Dominado por su melancolía de anciano disminuido, divorciado y sin hijos, recibe la visita de Elizabeth Costello –la escritora protagonista de la anterior obra de Coetzee, ¿desdoblamiento suyo?- que lo saluda con el primer párrafo de Hombre lento. Ella es la autora de la novela que incluye a un Paul Rayment minusválido y pusilánime que no puede decidirse. Un juego literario que atrae la expectación y logra un giro formal que da un vuelco a la historia e involucra de lleno al lector. Tal vez una separación abrupta entre ficción y realidad –lo que signifiquen- o una realidad en la que deberíamos conmocionarnos más seguido a través de la ficción. Porque ya no sólo se trata de una pierna menos y la carga de la vejez sino de un empuje: “Viva como un héroe. Eso es lo que nos enseñan los clásicos. Sea un personaje protagonista. De otra forma, ¿para qué sirve la vida?”. Y al narrador ecuánime y preciso de las primeras páginas se agrega la Costello con sus reprimendas y consejos dosificados a lo largo de la obra, pero que en algún momento se tornan tediosas por su autoritarismo moral o que podrían relacionarse con materia de autoayuda. El respeto por la individualidad de Paul se ve sometido al juicio vital de la anciana, pero en la intromisión se nota un ensanchamiento de conciencia sobre Paul y su diatriba. Sin embargo, la aparición de quien supuestamente escribe la obra no está libre de ambigüedades. Cada personaje elige su destino o al menos eso sugiere el desconocimiento que muestra Elizabeth sobre el futuro de Paul.
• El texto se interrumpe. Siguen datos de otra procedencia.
//! The in-memory project model the load pipeline writes into.
//!
//! The pipeline never touches model state directly: it queues
//! [`ProjectChange`]s on a [`ProjectUpdateBatch`] and commits them in one call,
//! so a half-applied update is never visible.

use std::collections::{BTreeMap, BTreeSet};
use std::fmt;
use std::path::PathBuf;
use std::sync::atomic::{AtomicU64, Ordering};
use std::sync::{Mutex, MutexGuard, PoisonError};

use projsys_types::{DocumentFileInfo, MetadataReference, ProjectFileReference};

#[derive(Debug, Clone, Copy, PartialEq, Eq, PartialOrd, Ord, Hash)]
pub struct ProjectId(u64);

impl ProjectId {
    #[must_use]
    pub const fn new(id: u64) -> Self {
        Self(id)
    }
}

impl fmt::Display for ProjectId {
    fn fmt(&self, f: &mut fmt::Formatter<'_>) -> fmt::Result {
        write!(f, "project-{}", self.0)
    }
}

/// What the model needs to create a project before any content is added.
#[derive(Debug, Clone, PartialEq, Eq)]
pub struct ProjectCreationInfo {
    /// Display name; `Name(tfm)` for multi-targeted projects.
    pub name: String,
    pub file_path: PathBuf,
    pub language: String,
    pub target_framework: Option<String>,
}

/// One mutation of a project's content.
#[derive(Debug, Clone, PartialEq, Eq)]
pub enum ProjectChange {
    AddDocument(DocumentFileInfo),
    RemoveDocument(PathBuf),
    AddAdditionalDocument(DocumentFileInfo),
    RemoveAdditionalDocument(PathBuf),
    AddAnalyzerConfigDocument(DocumentFileInfo),
    RemoveAnalyzerConfigDocument(PathBuf),
    AddDynamicFile(PathBuf),
    RemoveDynamicFile(PathBuf),
    AddMetadataReference(MetadataReference),
    RemoveMetadataReference(MetadataReference),
    AddAnalyzerReference(PathBuf),
    RemoveAnalyzerReference(PathBuf),
    AddProjectReference(ProjectFileReference),
    RemoveProjectReference(ProjectFileReference),
    SetCommandLineArgs(Vec<String>),
    SetOutputPaths {
        output: Option<PathBuf>,
        output_ref: Option<PathBuf>,
    },
}

impl ProjectChange {
    #[must_use]
    pub fn is_add(&self) -> bool {
        matches!(
            self,
            Self::AddDocument(_)
                | Self::AddAdditionalDocument(_)
                | Self::AddAnalyzerConfigDocument(_)
                | Self::AddDynamicFile(_)
                | Self::AddMetadataReference(_)
                | Self::AddAnalyzerReference(_)
                | Self::AddProjectReference(_)
        )
    }

    #[must_use]
    pub fn is_remove(&self) -> bool {
        matches!(
            self,
            Self::RemoveDocument(_)
                | Self::RemoveAdditionalDocument(_)
                | Self::RemoveAnalyzerConfigDocument(_)
                | Self::RemoveDynamicFile(_)
                | Self::RemoveMetadataReference(_)
                | Self::RemoveAnalyzerReference(_)
                | Self::RemoveProjectReference(_)
        )
    }
}

/// Sink for project mutations.
///
/// `apply_changes` must apply the whole list or nothing.
pub trait ProjectModel: Send + Sync + 'static {
    fn create_project(&self, info: ProjectCreationInfo) -> ProjectId;

    fn apply_changes(&self, project: ProjectId, changes: Vec<ProjectChange>);

    fn remove_project(&self, project: ProjectId);
}

/// Changes queued against one project, applied together on [`commit`](Self::commit).
///
/// Dropping an uncommitted batch discards its changes.
pub struct ProjectUpdateBatch<'a, M: ProjectModel + ?Sized> {
    model: &'a M,
    project: ProjectId,
    changes: Vec<ProjectChange>,
    committed: bool,
}

impl<'a, M: ProjectModel + ?Sized> ProjectUpdateBatch<'a, M> {
    pub fn begin(model: &'a M, project: ProjectId) -> Self {
        Self {
            model,
            project,
            changes: Vec::new(),
            committed: false,
        }
    }

    pub fn push(&mut self, change: ProjectChange) {
        self.changes.push(change);
    }

    #[must_use]
    pub fn changes(&self) -> &[ProjectChange] {
        &self.changes
    }

    /// Apply everything queued. An empty batch does not reach the model.
    pub fn commit(mut self) -> usize {
        self.committed = true;
        let changes = std::mem::take(&mut self.changes);
        let count = changes.len();
        if count > 0 {
            self.model.apply_changes(self.project, changes);
        }
        count
    }
}

impl<M: ProjectModel + ?Sized> Drop for ProjectUpdateBatch<'_, M> {
    fn drop(&mut self) {
        if !self.committed && !self.changes.is_empty() {
            tracing::debug!(
                project = %self.project,
                discarded = self.changes.len(),
                "project update abandoned"
            );
        }
    }
}

/// Current content of one project in a [`WorkspaceModel`].
#[derive(Debug, Clone, PartialEq, Eq)]
pub struct ProjectState {
    pub name: String,
    pub file_path: PathBuf,
    pub language: String,
    pub target_framework: Option<String>,
    pub documents: BTreeMap<PathBuf, DocumentFileInfo>,
    pub additional_documents: BTreeMap<PathBuf, DocumentFileInfo>,
    pub analyzer_config_documents: BTreeMap<PathBuf, DocumentFileInfo>,
    pub dynamic_files: BTreeSet<PathBuf>,
    pub metadata_references: BTreeSet<MetadataReference>,
    pub analyzer_references: BTreeSet<PathBuf>,
    pub project_references: BTreeSet<ProjectFileReference>,
    pub command_line_args: Vec<String>,
    pub output_file_path: Option<PathBuf>,
    pub output_ref_file_path: Option<PathBuf>,
    /// Number of change batches applied since creation.
    pub batches_applied: u64,
}

impl ProjectState {
    fn new(info: ProjectCreationInfo) -> Self {
        Self {
            name: info.name,
            file_path: info.file_path,
            language: info.language,
            target_framework: info.target_framework,
            documents: BTreeMap::new(),
            additional_documents: BTreeMap::new(),
            analyzer_config_documents: BTreeMap::new(),
            dynamic_files: BTreeSet::new(),
            metadata_references: BTreeSet::new(),
            analyzer_references: BTreeSet::new(),
            project_references: BTreeSet::new(),
            command_line_args: Vec::new(),
            output_file_path: None,
            output_ref_file_path: None,
            batches_applied: 0,
        }
    }

    fn apply(&mut self, change: ProjectChange) {
        match change {
            ProjectChange::AddDocument(doc) => {
                self.documents.insert(doc.file_path.clone(), doc);
            }
            ProjectChange::RemoveDocument(path) => {
                self.documents.remove(&path);
            }
            ProjectChange::AddAdditionalDocument(doc) => {
                self.additional_documents.insert(doc.file_path.clone(), doc);
            }
            ProjectChange::RemoveAdditionalDocument(path) => {
                self.additional_documents.remove(&path);
            }
            ProjectChange::AddAnalyzerConfigDocument(doc) => {
                self.analyzer_config_documents
                    .insert(doc.file_path.clone(), doc);
            }
            ProjectChange::RemoveAnalyzerConfigDocument(path) => {
                self.analyzer_config_documents.remove(&path);
            }
            ProjectChange::AddDynamicFile(path) => {
                self.dynamic_files.insert(path);
            }
            ProjectChange::RemoveDynamicFile(path) => {
                self.dynamic_files.remove(&path);
            }
            ProjectChange::AddMetadataReference(reference) => {
                self.metadata_references.insert(reference);
            }
            ProjectChange::RemoveMetadataReference(reference) => {
                self.metadata_references.remove(&reference);
            }
            ProjectChange::AddAnalyzerReference(path) => {
                self.analyzer_references.insert(path);
            }
            ProjectChange::RemoveAnalyzerReference(path) => {
                self.analyzer_references.remove(&path);
            }
            ProjectChange::AddProjectReference(reference) => {
                self.project_references.insert(reference);
            }
            ProjectChange::RemoveProjectReference(reference) => {
                self.project_references.remove(&reference);
            }
            ProjectChange::SetCommandLineArgs(args) => self.command_line_args = args,
            ProjectChange::SetOutputPaths { output, output_ref } => {
                self.output_file_path = output;
                self.output_ref_file_path = output_ref;
            }
        }
    }
}

/// A plain in-memory [`ProjectModel`].
#[derive(Default)]
pub struct WorkspaceModel {
    projects: Mutex<BTreeMap<ProjectId, ProjectState>>,
    next_id: AtomicU64,
}

impl WorkspaceModel {
    #[must_use]
    pub fn new() -> Self {
        Self::default()
    }

    #[must_use]
    pub fn project(&self, id: ProjectId) -> Option<ProjectState> {
        self.lock().get(&id).cloned()
    }

    /// Every project, in creation order.
    #[must_use]
    pub fn projects(&self) -> Vec<(ProjectId, ProjectState)> {
        self.lock()
            .iter()
            .map(|(id, state)| (*id, state.clone()))
            .collect()
    }

    #[must_use]
    pub fn find_by_name(&self, name: &str) -> Option<(ProjectId, ProjectState)> {
        self.lock()
            .iter()
            .find(|(_, state)| state.name == name)
            .map(|(id, state)| (*id, state.clone()))
    }

    #[must_use]
    pub fn len(&self) -> usize {
        self.lock().len()
    }

    #[must_use]
    pub fn is_empty(&self) -> bool {
        self.lock().is_empty()
    }

    fn lock(&self) -> MutexGuard<'_, BTreeMap<ProjectId, ProjectState>> {
        self.projects.lock().unwrap_or_else(PoisonError::into_inner)
    }
}

impl ProjectModel for WorkspaceModel {
    fn create_project(&self, info: ProjectCreationInfo) -> ProjectId {
        let id = ProjectId(self.next_id.fetch_add(1, Ordering::Relaxed) + 1);
        tracing::debug!(project = %id, name = %info.name, "project created");
        self.lock().insert(id, ProjectState::new(info));
        id
    }

    fn apply_changes(&self, project: ProjectId, changes: Vec<ProjectChange>) {
        let mut projects = self.lock();
        let Some(state) = projects.get_mut(&project) else {
            tracing::warn!(%project, "changes for unknown project dropped");
            return;
        };
        for change in changes {
            state.apply(change);
        }
        state.batches_applied += 1;
    }

    fn remove_project(&self, project: ProjectId) {
        if let Some(state) = self.lock().remove(&project) {
            tracing::debug!(%project, name = %state.name, "project removed");
        }
    }
}
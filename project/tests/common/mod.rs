//! Shared fixtures: a scripted in-process build host and a client recorder.

#![allow(dead_code)]

use std::collections::{HashMap, HashSet};
use std::path::{Path, PathBuf};
use std::sync::atomic::{AtomicU64, AtomicUsize, Ordering};
use std::sync::{Arc, Mutex};
use std::time::Duration;

use tokio::sync::{mpsc, oneshot};

use projsys_buildhost::{
    BuildHost, BuildHostError, BuildHostLauncher, BuildHostProcessManager, FallbackPolicy,
    LaunchedHost, RpcError,
};
use projsys_project::{
    ClientEvent, ClientNotifier, ProjectFileWatcher, ProjectLoadingConfig, ProjectSystem,
    WorkspaceModel,
};
use projsys_types::{
    BuildHostKind, DiagnosticLogItem, DiagnosticSeverity, DocumentFileInfo, ProjectFileHandle,
    ProjectFileInfo, SolutionProjectEntry,
};

/// What the fake build host answers, per project path.
#[derive(Default)]
pub struct HostScript {
    pub infos: HashMap<PathBuf, Vec<ProjectFileInfo>>,
    pub diagnostics: HashMap<PathBuf, Vec<DiagnosticLogItem>>,
    /// `load_project_file` fails for these.
    pub failing: HashSet<PathBuf>,
    /// `get_project_file_infos` panics for these.
    pub panicking: HashSet<PathBuf>,
    pub unsupported: HashSet<PathBuf>,
    pub unusable: HashSet<BuildHostKind>,
    pub solution: Vec<SolutionProjectEntry>,
}

pub type SharedScript = Arc<Mutex<HostScript>>;

pub struct ScriptedHost {
    kind: BuildHostKind,
    script: SharedScript,
    next_handle: AtomicU64,
    handles: Mutex<HashMap<ProjectFileHandle, PathBuf>>,
    pub loads: Mutex<Vec<PathBuf>>,
    pub unloads: AtomicUsize,
    exit_tx: Mutex<Option<oneshot::Sender<()>>>,
}

impl ScriptedHost {
    fn path_for(&self, handle: ProjectFileHandle) -> PathBuf {
        self.handles.lock().unwrap()[&handle].clone()
    }

    fn exit(&self) {
        if let Some(tx) = self.exit_tx.lock().unwrap().take() {
            let _ = tx.send(());
        }
    }
}

impl BuildHost for ScriptedHost {
    fn kind(&self) -> BuildHostKind {
        self.kind
    }

    async fn has_usable_toolchain(&self, _project: &Path) -> Result<bool, BuildHostError> {
        Ok(!self.script.lock().unwrap().unusable.contains(&self.kind))
    }

    async fn is_project_file_supported(&self, project: &Path) -> Result<bool, BuildHostError> {
        Ok(!self.script.lock().unwrap().unsupported.contains(project))
    }

    async fn get_projects_in_solution(
        &self,
        _solution: &Path,
    ) -> Result<Vec<SolutionProjectEntry>, BuildHostError> {
        Ok(self.script.lock().unwrap().solution.clone())
    }

    async fn load_project_file(
        &self,
        project: &Path,
        _language: &str,
    ) -> Result<ProjectFileHandle, BuildHostError> {
        self.loads.lock().unwrap().push(project.to_path_buf());
        if self.script.lock().unwrap().failing.contains(project) {
            return Err(BuildHostError::Rpc {
                kind: self.kind,
                method: "buildHost/loadProjectFile",
                source: RpcError::ConnectionClosed,
            });
        }
        let handle = ProjectFileHandle::new(self.next_handle.fetch_add(1, Ordering::SeqCst));
        self.handles
            .lock()
            .unwrap()
            .insert(handle, project.to_path_buf());
        Ok(handle)
    }

    async fn get_diagnostic_log_items(
        &self,
        handle: ProjectFileHandle,
    ) -> Result<Vec<DiagnosticLogItem>, BuildHostError> {
        let path = self.path_for(handle);
        Ok(self
            .script
            .lock()
            .unwrap()
            .diagnostics
            .get(&path)
            .cloned()
            .unwrap_or_default())
    }

    async fn get_project_file_infos(
        &self,
        handle: ProjectFileHandle,
    ) -> Result<Vec<ProjectFileInfo>, BuildHostError> {
        let path = self.path_for(handle);
        let script = self.script.lock().unwrap();
        if script.panicking.contains(&path) {
            drop(script);
            panic!("evaluation blew up for {}", path.display());
        }
        Ok(script.infos.get(&path).cloned().unwrap_or_default())
    }

    async fn unload_project_file(&self, handle: ProjectFileHandle) -> Result<(), BuildHostError> {
        self.handles.lock().unwrap().remove(&handle);
        self.unloads.fetch_add(1, Ordering::SeqCst);
        Ok(())
    }

    async fn shutdown(&self) -> Result<(), BuildHostError> {
        self.exit();
        Ok(())
    }

    fn terminate(&self) {
        self.exit();
    }
}

pub struct ScriptedLauncher {
    script: SharedScript,
    pub launched: Mutex<Vec<Arc<ScriptedHost>>>,
}

impl ScriptedLauncher {
    pub fn launched_kinds(&self) -> Vec<BuildHostKind> {
        self.launched.lock().unwrap().iter().map(|h| h.kind).collect()
    }

    pub fn total_loads(&self) -> usize {
        self.launched
            .lock()
            .unwrap()
            .iter()
            .map(|h| h.loads.lock().unwrap().len())
            .sum()
    }

    pub fn total_unloads(&self) -> usize {
        self.launched
            .lock()
            .unwrap()
            .iter()
            .map(|h| h.unloads.load(Ordering::SeqCst))
            .sum()
    }
}

impl BuildHostLauncher for ScriptedLauncher {
    type Host = ScriptedHost;

    fn launch(&self, kind: BuildHostKind) -> Result<LaunchedHost<ScriptedHost>, BuildHostError> {
        let (exit_tx, exited) = oneshot::channel();
        let host = Arc::new(ScriptedHost {
            kind,
            script: Arc::clone(&self.script),
            next_handle: AtomicU64::new(1),
            handles: Mutex::default(),
            loads: Mutex::default(),
            unloads: AtomicUsize::new(0),
            exit_tx: Mutex::new(Some(exit_tx)),
        });
        self.launched.lock().unwrap().push(Arc::clone(&host));
        Ok(LaunchedHost { host, exited })
    }
}

/// What the client saw, in order.
#[derive(Debug, Clone, PartialEq, Eq)]
pub enum Seen {
    InitializationComplete,
    Restore(Vec<PathBuf>),
    Log(DiagnosticSeverity, String),
    Toast(String),
}

/// Records client events and acknowledges restore requests.
pub fn spawn_client(mut rx: mpsc::Receiver<ClientEvent>) -> Arc<Mutex<Vec<Seen>>> {
    let seen = Arc::new(Mutex::new(Vec::new()));
    let sink = Arc::clone(&seen);
    tokio::spawn(async move {
        while let Some(event) = rx.recv().await {
            let entry = match event {
                ClientEvent::ProjectInitializationComplete => Seen::InitializationComplete,
                ClientEvent::RestoreRequested { projects, ack } => {
                    let _ = ack.send(());
                    Seen::Restore(projects)
                }
                ClientEvent::Log { severity, message } => Seen::Log(severity, message),
                ClientEvent::ShowToast { message, .. } => Seen::Toast(message),
            };
            sink.lock().unwrap().push(entry);
        }
    });
    seen
}

pub struct Harness {
    pub dir: tempfile::TempDir,
    pub script: SharedScript,
    pub system: ProjectSystem<ScriptedLauncher, WorkspaceModel>,
    pub client: Arc<Mutex<Vec<Seen>>>,
    pub watcher: ProjectFileWatcher,
}

impl Harness {
    pub fn new() -> Self {
        Self::with_config(test_config())
    }

    pub fn with_config(config: ProjectLoadingConfig) -> Self {
        Self::with_options(config, FallbackPolicy::none())
    }

    pub fn with_options(config: ProjectLoadingConfig, fallback: FallbackPolicy) -> Self {
        let script = SharedScript::default();
        let launcher = ScriptedLauncher {
            script: Arc::clone(&script),
            launched: Mutex::default(),
        };
        let manager = BuildHostProcessManager::new(launcher, fallback, Duration::from_secs(1));
        let (notifier, rx) = ClientNotifier::channel(64);
        let (watcher, requeue) = ProjectFileWatcher::detached();
        let system = ProjectSystem::with_file_watcher(
            manager,
            Arc::new(WorkspaceModel::new()),
            config,
            notifier,
            watcher.clone(),
            requeue,
        );
        Self {
            dir: tempfile::tempdir().unwrap(),
            script,
            system,
            client: spawn_client(rx),
            watcher,
        }
    }

    /// Write an SDK-style project file and script a single-target snapshot for it.
    pub fn sdk_project(&self, name: &str, sources: &[&str]) -> PathBuf {
        let path = self.write_project(name, r#"<Project Sdk="Microsoft.NET.Sdk" />"#);
        self.set_info(&path, vec![snapshot(&path, Some("net8.0"), sources)]);
        path
    }

    pub fn write_project(&self, name: &str, xml: &str) -> PathBuf {
        let dir = self.dir.path().join(name);
        std::fs::create_dir_all(&dir).unwrap();
        let path = dir.join(format!("{name}.csproj"));
        std::fs::write(&path, xml).unwrap();
        path
    }

    pub fn set_info(&self, project: &Path, infos: Vec<ProjectFileInfo>) {
        self.script
            .lock()
            .unwrap()
            .infos
            .insert(project.to_path_buf(), infos);
    }

    pub fn launcher(&self) -> &ScriptedLauncher {
        self.system.manager().launcher()
    }

    pub fn model(&self) -> &WorkspaceModel {
        self.system.model()
    }

    pub fn seen(&self) -> Vec<Seen> {
        self.client.lock().unwrap().clone()
    }

    /// Wait until the recorder has seen an event matching `pred`.
    pub async fn wait_for_client(&self, pred: impl Fn(&Seen) -> bool) {
        tokio::time::timeout(Duration::from_secs(5), async {
            while !self.client.lock().unwrap().iter().any(&pred) {
                tokio::time::sleep(Duration::from_millis(5)).await;
            }
        })
        .await
        .expect("client event never arrived");
    }
}

pub fn test_config() -> ProjectLoadingConfig {
    ProjectLoadingConfig {
        debounce_ms: 10,
        max_concurrent_loads: Some(4),
        ..ProjectLoadingConfig::default()
    }
}

pub fn snapshot(project: &Path, tfm: Option<&str>, sources: &[&str]) -> ProjectFileInfo {
    let dir = project.parent().unwrap();
    ProjectFileInfo {
        documents: sources
            .iter()
            .map(|s| DocumentFileInfo::new(dir.join(s)))
            .collect(),
        ..ProjectFileInfo::new(project, "C#", tfm)
    }
}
Quizá un atisbo de lo que J.M. Coetzee piensa sobre el autor: ¿acaso un demiurgo ignorante?
Paul y Elizabeth parecen no llevarse muy bien por la invasión íntima a la que él se ve expuesto y que la autora exhibe, pero de a poco la Costello va perdiendo piso y se muestra nerviosa ante el empuje que Paul tenía en sí mismo y que se permite mostrar de vez en cuando. “La cuestión es sacar al corazón de su escondite”, le invita la escritora. Salir del exilio vital que tanto hace a Paul repetir “si hubiera”.
Coetzee conecta la obra a través de preguntas sin respuesta –desde el reclamo de Paul por su ropa tras el accidente, si alguna mujer le ha tomado el pelo, hasta el cuestionamiento sobre lo verdaderamente grave- que aumentan en su profundidad conforme la historia se hace más compleja y los personajes más densos, cuando abandonan la liviandad del cliché sobre la vejez e irrumpe la Costello; aparición que hace de gancho al pez. Creo que el lector no deja de asombrarse ante la visita de la anciana y lo que desata en el renco Paul, si ella escribe, o la pasión que mueve a los seres humanos, si él decide elegir.
El premio Nobel, también un extranjero radicado en Australia, logra una novela vigorosa de desdoblamiento literario, al tiempo que explora la posible caída en una catatonia de vida. Corolarios imprescindibles como la vejez, el cosmopolitismo o la condición de extranjero, son de igual manera tratados con hondura y en ocasiones, no faltos de ironía y humor.
Creo que Jim Morrison podría coincidir con la Costello cuando en An American Prayer, también invitando, dice: “Did you have a good world when you died? / Enough to base a movie on?”.